It is known in the art to determine the condition of the wellbore with regard to removal of drill cuttings (“hole cleaning”) by torque and drag plots. There are modeling programs known in the art that may be used to calculate an expected torque to be applied to the drill string and an amount of axial force consumed by friction between the wellbore wall and the drill string in view of drill string configuration and properties of the mud. The expected torque and drag may be compared to the measured torque and drag to determine if the cuttings are being completely removed, it being presumed that increases in either torque and/or drag values are indicative of incomplete hole cleaning. As a matter of ordinary practice this is done infrequently and is done more often in well planning and not during actual wellbore drilling operations. If torque and drag plots are used for operational analysis, they are typically performed manually.
The same type of analysis is known in the art to be performed for stand-pipe pressure (the pressure of the mud at the point at which it enters the drill string) and ECD (equivalent circulating density), that is, expected values modeled prior to or during drilling operations are compared to measured values. All of the analysis systems known in the art review individual symptoms of incomplete hole cleaning in isolation and do not provide the wellbore operator with an integrated analysis of all factors related to hole cleaning that may be indicative of increased risk of the drill string becoming stuck in the wellbore.
There are also programs known in the art that measure certain parameters and calculate a risk of differential sticking (i.e., the drill string becoming stuck by wiping through the filter cake in a formation with substantially lower fluid pressure than the hydrostatic pressure in the wellbore). Such programs are manually operated and may be difficult for the drilling unit operator to observe increased stuck pipe risk until it is too late.

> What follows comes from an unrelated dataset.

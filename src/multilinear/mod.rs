//! Multilinear interpolation and extrapolation.

pub mod rectilinear;

pub use rectilinear::MultilinearRectilinear;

A method for monitoring condition of a wellbore includes initializing a value of at least one parameter having a relationship to likelihood of a drill string becoming stuck in a wellbore (the HCF). During drilling operations, at least one drilling parameter having a determinable relationship to the HCF is measured. In a computer, the value of the HCF is recalculated based on the at least one measured parameter. The initial value of the HCF and the recalculated values of the HCF are displayed to a user.
Other aspects and advantages will be apparent from the description and claims that follow.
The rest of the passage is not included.